When we give morphine intravenously, they may have orthostatic hypotension, a form of hypotension in which a person’s blood pressure suddenly falls when standing up or stretching. (Postural hypotension, Head rush, dizzy spell)
They may also have a decreased cardiac workload during myocardial infarction. This is a great thing. If a person is having a heart attack, oxygen demand exceeds delivery and cardiac tissue dies. Most of our muscles can survive anaerobically with a lack of oxygen but cardiac muscle cannot. It has a very limited duration where it cannot survive without oxygen. If you have an area that has died due to a MI, that person has already lost muscle that will never regenerate. The next several hours is a very critical time because if the surrounding tissue dies and can’t get to balance with the oxygen delivery (versus demand), heart failure will occur.

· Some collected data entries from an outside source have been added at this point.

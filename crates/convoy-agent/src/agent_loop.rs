//! Agent loop — the LLM ↔ tool-calling main loop.
//!
//! Receives inbound messages, builds context, calls the LLM, dispatches
//! tool calls, and publishes outbound responses. Enforces per-session FIFO
//! ordering, a global concurrency cap, cooperative cancellation, and the
//! `/`-command surface ahead of the LLM loop.

use std::collections::HashMap;
use std::path::PathBuf;
use std::sync::{Arc, Mutex as StdMutex};

use tokio::sync::{Mutex as AsyncMutex, Semaphore};
use tokio_util::sync::CancellationToken;
use tracing::{debug, error, info, warn};

use convoy_core::bus::queue::MessageBus;
use convoy_core::bus::types::{InboundMessage, OutboundMessage, ProgressMessage, ProgressStep};
use convoy_core::session::storage::JsonlSessionStorage;
use convoy_core::session::store::SessionStore;
use convoy_core::types::ToolCall;
use convoy_core::wire::Message;
use convoy_core::AgentLoopConfig;
use convoy_cron::CronService;
use convoy_providers::traits::{LlmProvider, LlmRequestConfig};

use crate::context::{ContextBuilder, SpaceContext};
use crate::subagent::SubagentManager;
use crate::tools::filesystem::{EditFileTool, ListDirTool, ReadFileTool, WriteFileTool};
use crate::tools::message::MessageTool;
use crate::tools::registry::ToolRegistry;
use crate::tools::schedule::ScheduleTool;
use crate::tools::shell::ExecTool;
use crate::tools::spawn::SpawnTool;
use crate::tools::web::{WebFetchTool, WebSearchTool};
use convoy_core::{SubagentConfig, ToolContext};

/// Configuration for the exec tool.
#[derive(Clone, Debug)]
pub struct ExecToolConfig {
    /// Timeout in seconds (default 60).
    pub timeout: u64,
}

impl Default for ExecToolConfig {
    fn default() -> Self {
        Self { timeout: 60 }
    }
}

// ─────────────────────────────────────────────
// Per-session dispatch state
// ─────────────────────────────────────────────

/// Tracks the FIFO chain lock and outstanding cancellation handles for one
/// session. The mutex's fairness (FIFO-ordered waiters) is what gives the
/// per-session ordering guarantee; no suspension point occurs between
/// reading/installing this entry and the caller's first await.
struct SessionQueueState {
    chain: Arc<AsyncMutex<()>>,
    tokens: Vec<(u64, CancellationToken)>,
}

// ─────────────────────────────────────────────
// AgentLoop
// ─────────────────────────────────────────────

/// The main agent loop: polls the message bus, calls the LLM, dispatches tools.
pub struct AgentLoop {
    bus: Arc<MessageBus>,
    provider: Arc<dyn LlmProvider>,
    workspace: PathBuf,
    model: String,
    config: AgentLoopConfig,
    request_config: LlmRequestConfig,
    tools: ToolRegistry,
    context: ContextBuilder,
    sessions: Arc<SessionStore>,
    subagent_manager: Arc<SubagentManager>,
    /// Global concurrency gate, sized `config.max_concurrent_messages`.
    capacity: Arc<Semaphore>,
    /// Per-session FIFO + cancellation bookkeeping.
    dispatch: StdMutex<HashMap<String, SessionQueueState>>,
    agent_name: String,
}
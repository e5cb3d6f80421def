//! Memory system — long-term memory and daily notes.
//!
//!
//! The agent's memory is file-based:
//! - **Long-term memory**: `workspace/memory/MEMORY.md` — persistent facts, prefs
//! - **Daily notes**: `workspace/memory/YYYY-MM-DD.md` — ephemeral daily context
//!
//! The context builder reads memory on every prompt build (passive read).
//! The agent writes memory via the filesystem tools (active write).

use std::path::{Path, PathBuf};

use chrono::Utc;
use tracing::debug;

// ─────────────────────────────────────────────
// MemoryStore
// ─────────────────────────────────────────────

/// File-based memory store for the agent.
///
/// Manages `memory/MEMORY.md` (long-term) and `memory/YYYY-MM-DD.md` (daily).
pub struct MemoryStore {
    /// The `memory/` directory inside the workspace.
    memory_dir: PathBuf,
    /// Path to the long-term memory file.
    memory_file: PathBuf,
}

impl MemoryStore {
    /// Create a new memory store, creating the `memory/` directory if needed.
    pub fn new(workspace: &Path) -> std::io::Result<Self> {
        let memory_dir = workspace.join("memory");
        if !memory_dir.exists() {
            std::fs::create_dir_all(&memory_dir)?;
            debug!(dir = %memory_dir.display(), "created memory directory");
        }
        let memory_file = memory_dir.join("MEMORY.md");
        Ok(Self {
            memory_dir,
            memory_file,
        })
    }

    /// Create a MemoryStore without creating the directory (for read-only checks).
    pub fn new_lazy(workspace: &Path) -> Self {
        let memory_dir = workspace.join("memory");
        let memory_file = memory_dir.join("MEMORY.md");
        Self {
            memory_dir,
            memory_file,
        }
    }

    // ────────────── Long-term memory ──────────────

    /// Read the long-term memory file. Returns empty string if absent.
    pub fn read_long_term(&self) -> String {
        std::fs::read_to_string(&self.memory_file).unwrap_or_default()
    }

    /// Overwrite the entire long-term memory file.
    pub fn write_long_term(&self, content: &str) -> std::io::Result<()> {
        self.ensure_dir()?;
        std::fs::write(&self.memory_file, content)
    }

    // ────────────── Daily notes ──────────────

    /// Path to today's daily notes file.
    pub fn today_file(&self) -> PathBuf {
        let today = Utc::now().format("%Y-%m-%d").to_string();
        self.memory_dir.join(format!("{today}.md"))
    }

    /// Read today's daily notes. Returns empty string if absent.
    pub fn read_today(&self) -> String {
        std::fs::read_to_string(self.today_file()).unwrap_or_default()
    }

    /// Append content to today's daily notes.
    ///
    /// If the file doesn't exist, creates it with a date header first.
    pub fn append_today(&self, content: &str) -> std::io::Result<()> {
        self.ensure_dir()?;
        let path = self.today_file();
        if path.exists() {
            let mut existing = std::fs::read_to_string(&path)?;
            existing.push('\n');
            existing.push_str(content);
            std::fs::write(&path, existing)
        } else {
            let today = Utc::now().format("%Y-%m-%d").to_string();
            let initial = format!("# {today}\n\n{content}");
            std::fs::write(&path, initial)
        }
    }

    // ────────────── Aggregation ──────────────

    /// List daily note files, newest first.
    pub fn list_memory_files(&self) -> Vec<PathBuf> {
        let pattern = self.memory_dir.join("????-??-??.md");
        let pattern_str = pattern.to_string_lossy().to_string();

        let mut files: Vec<PathBuf> = glob_simple(&self.memory_dir)
            .into_iter()
            .collect();
        files.sort();
        files.reverse(); // newest first
        let _ = pattern_str; // suppress unused
        files
    }

    /// Read the last N days of daily notes, joined by `---` separators.
    pub fn get_recent_memories(&self, days: usize) -> String {
        let files = self.list_memory_files();
        let parts: Vec<String> = files
            .into_iter()
            .take(days)
            .filter_map(|f| std::fs::read_to_string(&f).ok())
            .filter(|c| !c.trim().is_empty())
            .collect();
        parts.join("\n\n---\n\n")
    }

    /// Build the memory context string for the system prompt.
    ///
    /// Returns `None` if no memory exists.
    /// Format:
    /// ```text
    /// # Memory
    ///
    /// ## Long-term Memory
    /// <content of MEMORY.md>
    ///
    /// ## Today's Notes (YYYY-MM-DD)
    /// <content of today's daily file>
    /// ```
    pub fn get_memory_context(&self) -> Option<String> {
        let mut sections = Vec::new();

        // Long-term memory
        let long_term = self.read_long_term();
        if !long_term.trim().is_empty() {
            sections.push(format!("## Long-term Memory\n\n{long_term}"));
        }

        // Today's daily notes
        let today_content = self.read_today();
        if !today_content.trim().is_empty() {
            let today = Utc::now().format("%Y-%m-%d").to_string();
            sections.push(format!("## Today's Notes ({today})\n\n{today_content}"));
        }

        if sections.is_empty() {
            None
        } else {
            Some(format!("# Memory\n\n{}", sections.join("\n\n")))
        }
    }

    /// Path to the memory directory.
    pub fn memory_dir(&self) -> &Path {
        &self.memory_dir
    }

    /// Path to the long-term memory file.
    pub fn memory_file(&self) -> &Path {
        &self.memory_file
    }

    /// Ensure the memory directory exists.
    fn ensure_dir(&self) -> std::io::Result<()> {
        if !self.memory_dir.exists() {
            std::fs::create_dir_all(&self.memory_dir)?;
        }
        Ok(())
    }
}

// ─────────────────────────────────────────────
// Helpers
// ─────────────────────────────────────────────

/// Simple glob for `YYYY-MM-DD.md` files in a directory.
fn glob_simple(dir: &Path) -> Vec<PathBuf> {
    let Ok(entries) = std::fs::read_dir(dir) else {
        return Vec::new();
    };
    entries
        .filter_map(|e| e.ok())
        .map(|e| e.path())
        .filter(|p| {
            let name = p.file_name().and_then(|n| n.to_str()).unwrap_or("");
            // Match YYYY-MM-DD.md pattern
            name.len() == 13
                && name.ends_with(".md")
                && name.as_bytes()[4] == b'-'
                && name.as_bytes()[7] == b'-'
                && name[..4].chars().all(|c| c.is_ascii_digit())
                && name[5..7].chars().all(|c| c.is_ascii_digit())
                && name[8..10].chars().all(|c| c.is_ascii_digit())
        })
        .collect()
}

// ─────────────────────────────────────────────
// Tests
// ─────────────────────────────────────────────

#[cfg(test)]
mod tests {
    use super::*;

    #[test]
    fn test_new_creates_dir() {
        let dir = tempfile::tempdir().unwrap();
        let ws = dir.path().join("workspace");
        std::fs::create_dir(&ws).unwrap();

        let store = MemoryStore::new(&ws).unwrap();
        assert!(store.memory_dir().exists());
        assert!(store.memory_dir().is_dir());
    }

    #[test]
    fn test_read_long_term_empty() {
        let dir = tempfile::tempdir().unwrap();
        let store = MemoryStore::new(dir.path()).unwrap();
        assert_eq!(store.read_long_term(), "");
    }

    #[test]
    fn test_write_and_read_long_term() {
        let dir = tempfile::tempdir().unwrap();
        let store = MemoryStore::new(dir.path()).unwrap();

        store.write_long_term("User likes Rust.").unwrap();
        assert_eq!(store.read_long_term(), "User likes Rust.");

        // Overwrite
        store.write_long_term("User prefers dark mode.").unwrap();
        assert_eq!(store.read_long_term(), "User prefers dark mode.");
    }

    #[test]
    fn test_read_today_empty() {
        let dir = tempfile::tempdir().unwrap();
        let store = MemoryStore::new(dir.path()).unwrap();
        assert_eq!(store.read_today(), "");
    }

    #[test]
    fn test_append_today_creates_with_header() {
        let dir = tempfile::tempdir().unwrap();
        let store = MemoryStore::new(dir.path()).unwrap();

        store.append_today("Did some coding.").unwrap();
        let content = store.read_today();
        let today = Utc::now().format("%Y-%m-%d").to_string();
        assert!(content.starts_with(&format!("# {today}")));
        assert!(content.contains("Did some coding."));
    }

    #[test]
    fn test_append_today_appends() {
        let dir = tempfile::tempdir().unwrap();
        let store = MemoryStore::new(dir.path()).unwrap();

        store.append_today("First note.").unwrap();
        store.append_today("Second note.").unwrap();

        let content = store.read_today();
        assert!(content.contains("First note."));
        assert!(content.contains("Second note."));
    }

    #[test]
    fn test_list_memory_files() {
        let dir = tempfile::tempdir().unwrap();
        let store = MemoryStore::new(dir.path()).unwrap();

        // Create some daily files
        std::fs::write(store.memory_dir().join("2026-01-10.md"), "day 1").unwrap();
        std::fs::write(store.memory_dir().join("2026-01-11.md"), "day 2").unwrap();
        std::fs::write(store.memory_dir().join("2026-01-12.md"), "day 3").unwrap();
        // Non-matching files should be ignored
        std::fs::write(store.memory_dir().join("MEMORY.md"), "long term").unwrap();
        std::fs::write(store.memory_dir().join("notes.txt"), "other").unwrap();

        let files = store.list_memory_files();
        assert_eq!(files.len(), 3);
        // Should be newest first
        assert!(files[0].to_string_lossy().contains("2026-01-12"));
        assert!(files[2].to_string_lossy().contains("2026-01-10"));
    }

    #[test]
    fn test_get_recent_memories() {
        let dir = tempfile::tempdir().unwrap();
        let store = MemoryStore::new(dir.path()).unwrap();

        std::fs::write(store.memory_dir().join("2026-01-10.md"), "# 2026-01-10\n\nDay 1").unwrap();
        std::fs::write(store.memory_dir().join("2026-01-11.md"), "# 2026-01-11\n\nDay 2").unwrap();
        std::fs::write(store.memory_dir().join("2026-01-12.md"), "# 2026-01-12\n\nDay 3").unwrap();

        let recent = store.get_recent_memories(2);
        assert!(recent.contains("Day 3"));
        assert!(recent.contains("Day 2"));
        assert!(!recent.contains("Day 1")); // only latest 2
    }

    #[test]
    fn test_get_memory_context_none() {
        let dir = tempfile::tempdir().unwrap();
        let store = MemoryStore::new(dir.path()).unwrap();
        assert!(store.get_memory_context().is_none());
    }

    #[test]
    fn test_get_memory_context_long_term_only() {
        let dir = tempfile::tempdir().unwrap();
        let store = MemoryStore::new(dir.path()).unwrap();

        store.write_long_term("User prefers dark mode.").unwrap();
        let ctx = store.get_memory_context().unwrap();
        assert!(ctx.contains("# Memory"));
        assert!(ctx.contains("## Long-term Memory"));
        assert!(ctx.contains("User prefers dark mode."));
        assert!(!ctx.contains("Today's Notes"));
    }

    #[test]
    fn test_get_memory_context_with_daily() {
        let dir = tempfile::tempdir().unwrap();
        let store = MemoryStore::new(dir.path()).unwrap();

        store.write_long_term("Important fact.").unwrap();
        store.append_today("Today's work.").unwrap();

        let ctx = store.get_memory_context().unwrap();
        assert!(ctx.contains("Long-term Memory"));
        assert!(ctx.contains("Important fact."));
        assert!(ctx.contains("Today's Notes"));
        assert!(ctx.contains("Today's work."));
    }

    #[test]
    fn test_get_memory_context_empty_files_ignored() {
        let dir = tempfile::tempdir().unwrap();
        let store = MemoryStore::new(dir.path()).unwrap();

        store.write_long_term("   \n  \n  ").unwrap(); // whitespace-only
        assert!(store.get_memory_context().is_none());
    }

    #[test]
    fn test_new_lazy_no_create() {
        let dir = tempfile::tempdir().unwrap();
        let ws = dir.path().join("noexist");
        let store = MemoryStore::new_lazy(&ws);
        // Memory dir should NOT be created
        assert!(!store.memory_dir().exists());
        // But reading should return empty, not error
        assert_eq!(store.read_long_term(), "");
        assert_eq!(store.read_today(), "");
    }

    #[test]
    fn test_glob_pattern_strict() {
        let dir = tempfile::tempdir().unwrap();
        let store = MemoryStore::new(dir.path()).unwrap();

        // Valid patterns
        std::fs::write(store.memory_dir().join("2026-01-15.md"), "ok").unwrap();
        // Invalid patterns — should be excluded
        std::fs::write(store.memory_dir().join("2026-1-15.md"), "bad").unwrap();
        std::fs::write(store.memory_dir().join("notes-01-15.md"), "bad").unwrap();
        std::fs::write(store.memory_dir().join("2026-01-15.txt"), "bad").unwrap();

        let files = store.list_memory_files();
        assert_eq!(files.len(), 1);
    }
}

If we give someone IV morphine, it will increase venous pooling of blood due to the dilation of the vessels. As blood pulls on the venous side, what happens to the return of blood from the vena cava to the right atrium? It will decrease the return of blood to the heart and decrease the volume of the blood to pump. That will cause the work load to decrease, in turn decreasing oxygen demand, giving us a better chance of salvaging the surrounding tissue.
So what you’ll find in your coronary unit protocol, is that if a person is complaining of chest pain, they will be administered IV morphine. In this very one situation with narcotics, not only are we blocking the perception of pain, but we are actually treating the cause of the pain.